我父亲白霖羽嘴角微张吐出一个词,秀气的眉头压下来,也既不愿说那样缓缓道:我毕业的前半年,我父亲被检察机关查出贪污,被判了刑,家里巨额财产没收入库。几个亲戚涉嫌洗钱也受刑。母亲回老家静养
你从没跟我说过。何雪言压根不知道,这样大的事,竟没有一丝风声走漏。白霖羽在她跟前只字未提,嘴巴严丝合缝宛如铁人。
低着头,白霖羽不愿回想只是道:我尊重国家法律,接受这个结果。一语带过,不再细讲,然而眉头皱的更多道:幸而留学的事早已确定,倒是没受影响,只是缺一些钱。
那你的钱哪儿来的?何雪言问她,已经感觉到果实正在掉落手心,沉甸甸的在手里。
你父亲给的。白霖羽淡淡道,说完瞧了一眼何雪言,她还不能确定这个结果她是否能够承担,深呼吸把气息吐出来道:好像那个追着我不放的辅导员打电话到你家了,他总觉得我们是心里不健康,所以让你父亲带着你去看病。
竟然只是这样
一个无关紧要的老鼠,钻进花园,咬掉了最漂亮的那朵花。
你父亲可能怕直接找你问话,会刺激你,他先找到我,和我谈了很久。白霖羽语调放缓,整理思绪道:他很有修养,没有为难我,但他很疼爱你,言语里有不满我们的事,可也没有很激烈的反对。我的境遇他似乎知道一些,他说他愿意提供资助帮我留学,至于是否让你跟我一起走,他要跟你谈过以后再决定。
他没有跟我谈过何雪言话到嘴边,眼睛发酸,用手捂住嘴。她的事,父亲当然没有谈过。连着几天他恍恍惚惚,见了自己有话要说却没说,有天下午饭前突然在花园里摔了一跤,年纪大了,抢救过来就偏瘫了。
再后来的事,何雪言也都知道了。是她自己断然拒绝和白霖羽一起去法国,陷入父亲生病巨大的阴霾里。她没有走,那便是何家已经做出了选择。

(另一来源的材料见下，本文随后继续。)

use std::borrow::Cow;
use std::fmt::Write;

use super::{Headers, Method, headers::names};

/// A framed RTSP request
#[derive(Debug, Clone)]
pub struct RtspRequest {
    pub method: Method,
    /// `*` or `rtsp://<host>/<session>`
    pub uri: String,
    pub headers: Headers,
    /// Exactly `Content-Length` bytes; empty when the header is absent
    pub body: Vec<u8>,
}

impl RtspRequest {
    pub fn new(method: Method, uri: impl Into<String>) -> Self {
        Self {
            method,
            uri: uri.into(),
            headers: Headers::new(),
            body: Vec::new(),
        }
    }

    pub fn builder(method: Method, uri: impl Into<String>) -> RtspRequestBuilder {
        RtspRequestBuilder {
            request: Self::new(method, uri),
        }
    }

    /// Body decoded as UTF-8, invalid sequences replaced
    #[must_use]
    pub fn body_text(&self) -> Cow<'_, str> {
        String::from_utf8_lossy(&self.body)
    }

    /// Serialize for the wire
    ///
    /// `Content-Length` is always derived from the body, never copied from
    /// the header list. Used by tests and the demo to play the sender side.
    #[must_use]
    pub fn encode(&self) -> Vec<u8> {
        let mut head = format!("{} {} RTSP/1.0\r\n", self.method, self.uri);
        for (name, value) in self
            .headers
            .iter()
            .filter(|(name, _)| !name.eq_ignore_ascii_case(names::CONTENT_LENGTH))
        {
            let _ = write!(head, "{name}: {value}\r\n");
        }
        if !self.body.is_empty() {
            let _ = write!(head, "{}: {}\r\n", names::CONTENT_LENGTH, self.body.len());
        }
        head.push_str("\r\n");

        let mut out = head.into_bytes();
        out.extend_from_slice(&self.body);
        out
    }
}

/// Incremental [`RtspRequest`] construction
#[derive(Debug)]
pub struct RtspRequestBuilder {
    request: RtspRequest,
}

impl RtspRequestBuilder {
    #[must_use]
    pub fn header(mut self, name: impl Into<String>, value: impl Into<String>) -> Self {
        self.request.headers.insert(name, value);
        self
    }

    #[must_use]
    pub fn cseq(self, seq: u32) -> Self {
        self.header(names::CSEQ, seq.to_string())
    }

    #[must_use]
    pub fn content_type(self, content_type: &str) -> Self {
        self.header(names::CONTENT_TYPE, content_type)
    }

    #[must_use]
    pub fn body(mut self, body: impl Into<Vec<u8>>) -> Self {
        self.request.body = body.into();
        self
    }

    #[must_use]
    pub fn build(self) -> RtspRequest {
        self.request
    }
}
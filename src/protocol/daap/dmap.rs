//! DMAP (Digital Media Access Protocol) decoding
//!
//! `SET_PARAMETER` with `application/x-dmap-tagged` carries one `mlit`
//! container of `[tag:4][len:4 BE][payload]` records. The container header is
//! skipped and the records are decoded flat against a fixed type table.

use std::collections::BTreeMap;
use std::fmt;

/// Size of the outer container header (`mlit` + length)
pub const CONTAINER_HEADER_SIZE: usize = 8;

const RECORD_HEADER_SIZE: usize = 8;

/// Wire type of a known tag
#[derive(Debug, Clone, Copy, PartialEq, Eq)]
pub enum DmapType {
    U8,
    U16,
    U32,
    /// 64-bit composite (`mper` persistent id)
    U64,
    Str,
}

/// A decoded tag value
#[derive(Debug, Clone, PartialEq, Eq)]
pub enum DmapValue {
    U8(u8),
    U16(u16),
    U32(u32),
    U64(u64),
    String(String),
}

impl DmapValue {
    /// String payload, if this is a string tag
    #[must_use]
    pub fn as_str(&self) -> Option<&str> {
        match self {
            Self::String(s) => Some(s),
            _ => None,
        }
    }

    /// Integer payload widened to u64
    #[must_use]
    pub fn as_u64(&self) -> Option<u64> {
        match *self {
            Self::U8(v) => Some(u64::from(v)),
            Self::U16(v) => Some(u64::from(v)),
            Self::U32(v) => Some(u64::from(v)),
            Self::U64(v) => Some(v),
            Self::String(_) => None,
        }
    }
}

impl fmt::Display for DmapValue {
    fn fmt(&self, f: &mut fmt::Formatter<'_>) -> fmt::Result {
        match self {
            Self::U8(v) => write!(f, "{v}"),
            Self::U16(v) => write!(f, "{v}"),
            Self::U32(v) => write!(f, "{v}"),
            Self::U64(v) => write!(f, "{v}"),
            Self::String(s) => f.write_str(s),
        }
    }
}

/// Flat tag -> value mapping
pub type DmapMap = BTreeMap<String, DmapValue>;

/// Type of a tag, or `None` if the tag is not in the table
#[must_use]
pub fn tag_type(tag: &[u8; 4]) -> Option<DmapType> {
    let ty = match tag {
        b"mper" => DmapType::U64,
        b"asal" | b"asar" | b"ascp" | b"asgn" | b"minm" | b"ascm" | b"asaa" => DmapType::Str,
        b"astn" | b"asdn" | b"asdc" | b"astc" | b"asyr" | b"asbr" => DmapType::U16,
        b"asdk" | b"caps" => DmapType::U8,
        b"astm" => DmapType::U32,
        _ => return None,
    };
    Some(ty)
}

/// Decode a fixed-width big-endian integer, `None` if the payload is too short
fn read_be<const N: usize>(payload: &[u8]) -> Option<[u8; N]> {
    payload.get(..N)?.try_into().ok()
}

fn decode_value(ty: DmapType, payload: &[u8]) -> Option<DmapValue> {
    Some(match ty {
        DmapType::U8 => DmapValue::U8(payload[0]),
        DmapType::U16 => DmapValue::U16(u16::from_be_bytes(read_be(payload)?)),
        DmapType::U32 => DmapValue::U32(u32::from_be_bytes(read_be(payload)?)),
        DmapType::U64 => DmapValue::U64(u64::from_be_bytes(read_be(payload)?)),
        DmapType::Str => DmapValue::String(String::from_utf8_lossy(payload).into_owned()),
    })
}

/// Decode a DMAP buffer into a flat map
///
/// Zero-length records and tags missing from the table are skipped. A record
/// whose declared length runs past the buffer ends decoding; the records
/// before it are kept.
#[must_use]
pub fn decode(data: &[u8]) -> DmapMap {
    let mut map = DmapMap::new();
    let mut pos = CONTAINER_HEADER_SIZE;

    while pos + RECORD_HEADER_SIZE <= data.len() {
        let tag: [u8; 4] = [data[pos], data[pos + 1], data[pos + 2], data[pos + 3]];
        let len = u32::from_be_bytes([data[pos + 4], data[pos + 5], data[pos + 6], data[pos + 7]]);
        let start = pos + RECORD_HEADER_SIZE;
        let Some(end) = usize::try_from(len).ok().and_then(|len| start.checked_add(len)) else {
            break;
        };
        if end > data.len() {
            tracing::warn!(
                tag = %String::from_utf8_lossy(&tag),
                len,
                available = data.len() - start,
                "Truncated DMAP record"
            );
            break;
        }
        pos = end;

        if len == 0 {
            continue;
        }
        let Some(ty) = tag_type(&tag) else {
            continue;
        };

        match decode_value(ty, &data[start..end]) {
            Some(value) => {
                map.insert(String::from_utf8_lossy(&tag).into_owned(), value);
            }
            None => {
                tracing::debug!(tag = %String::from_utf8_lossy(&tag), len, "Short DMAP integer, skipped");
            }
        }
    }

    map
}
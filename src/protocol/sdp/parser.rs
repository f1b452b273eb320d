use thiserror::Error;

use super::SessionDescription;

#[derive(Debug, Error)]
pub enum SdpParseError {
    #[error("invalid attribute: {0}")]
    InvalidAttribute(String),
    #[error("missing required field: {0}")]
    MissingField(&'static str),
}

/// SDP parser
pub struct SdpParser;

impl SdpParser {
    /// Parse SDP from string
    ///
    /// Lines are `type=value`, split on the first `=`. Lines without `=` are
    /// ignored, as are blank lines. Both CRLF and bare LF line endings are
    /// accepted.
    #[must_use]
    pub fn parse(input: &str) -> SessionDescription {
        let mut sdp = SessionDescription::default();

        for line in input.split('\n') {
            let line = line.strip_suffix('\r').unwrap_or(line);
            let Some((key, value)) = line.split_once('=') else {
                continue;
            };
            sdp.push(key, value);
        }

        sdp
    }
}
use super::{CryptoError, lengths};
use aes::Aes128;
use aes::cipher::generic_array::GenericArray;
use aes::cipher::{BlockDecrypt, KeyInit};
use zeroize::Zeroize;

/// AES-128-CBC decryptor for RAOP audio payloads
///
/// Every packet restarts the CBC chain from the session IV; blocks are only
/// chained within one payload. Senders encrypt whole 16-byte blocks only and
/// leave any trailing remainder in clear, so the remainder is copied through
/// untouched.
pub struct AudioCipher {
    cipher: Aes128,
    iv: [u8; 16],
}

impl AudioCipher {
    /// Create a cipher from the session key and IV
    ///
    /// # Errors
    ///
    /// Returns `CryptoError::InvalidKeyLength` if key or IV is not 16 bytes.
    pub fn new(key: &[u8], iv: &[u8]) -> Result<Self, CryptoError> {
        if key.len() != lengths::AES_128_KEY {
            return Err(CryptoError::InvalidKeyLength {
                expected: lengths::AES_128_KEY,
                actual: key.len(),
            });
        }
        let iv: [u8; 16] = iv.try_into().map_err(|_| CryptoError::InvalidKeyLength {
            expected: lengths::AES_BLOCK,
            actual: iv.len(),
        })?;

        Ok(Self {
            cipher: Aes128::new(GenericArray::from_slice(key)),
            iv,
        })
    }

    /// Decrypt a payload in place
    pub fn decrypt_in_place(&self, data: &mut [u8]) {
        let whole = data.len() - data.len() % lengths::AES_BLOCK;
        let mut prev = self.iv;

        for chunk in data[..whole].chunks_exact_mut(lengths::AES_BLOCK) {
            let mut ciphertext = [0u8; 16];
            ciphertext.copy_from_slice(chunk);

            let block = GenericArray::from_mut_slice(chunk);
            self.cipher.decrypt_block(block);
            for (b, p) in block.iter_mut().zip(prev.iter()) {
                *b ^= *p;
            }

            prev = ciphertext;
        }
    }

    /// Decrypt a payload into a new buffer
    #[must_use]
    pub fn decrypt(&self, encrypted: &[u8]) -> Vec<u8> {
        let mut out = encrypted.to_vec();
        self.decrypt_in_place(&mut out);
        out
    }
}

impl Drop for AudioCipher {
    fn drop(&mut self) {
        self.iv.zeroize();
    }
}

impl std::fmt::Debug for AudioCipher {
    fn fmt(&self, f: &mut std::fmt::Formatter<'_>) -> std::fmt::Result {
        f.debug_struct("AudioCipher").finish_non_exhaustive()
    }
}
mod request;
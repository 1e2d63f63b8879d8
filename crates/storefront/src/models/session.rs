//! Session-related types.
//!
//! Keys for state stored in the shopper's session.

/// Session keys for cart data.
pub mod keys {
    /// Key for the optimistic cart snapshot shown to the shopper.
    pub const OPTIMISTIC_CART: &str = "optimistic_cart";
}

我怕这是个阴谋,他故意给我钱,又用什么方法留下你。我一直接到你的来信,但我没有看出你知道你父亲给我钱,我猜你什么也不知道。我不想说,怕突然告诉你,你会接受不了怨恨你父亲。我知道,你很爱他。白霖羽叹息着,很艰难的说完。
何雪言不能再说什么,这件事已经不能再追问。她父亲怎么想,都已无从考证,因为父亲早已不能说话。
她突然又觉得这很可笑。她是怎么样一步步沦落如此,深陷其中不可自拔,竟只是因为这样一些错误堆积拉偏了她整个人生。
你就那样放弃了我,和别人在一起。何雪言阵阵发抖,眼泪还是下来了。
是啊。我也没想到自己这么糟糕。白霖羽伸手为她擦眼泪,指尖碰触到一丝温热,悔恨万分道:我那时候太年轻,以为自己可以控制世界,失去父母庇佑,我也什么都不是,乘着地铁去餐馆打工,在超市里抢购打折的面包,无神论却去教堂礼拜换免费的食物。我看到你写信,你描述你的生活,你过的很好,有黄花梨的毛笔,田黄石的章子,有大师又送你字画你要来找我了,我很害怕。实在不能让你看见我挤在狭窄的海鲜餐厅厨房洗盘子的模样。
何雪言紧紧闭上眼,眼泪渗在嘴角,努力去想这情景,可她也无法想象。那情景根本无法拼凑,就像是谎言。她倒是宁愿这是个谎话。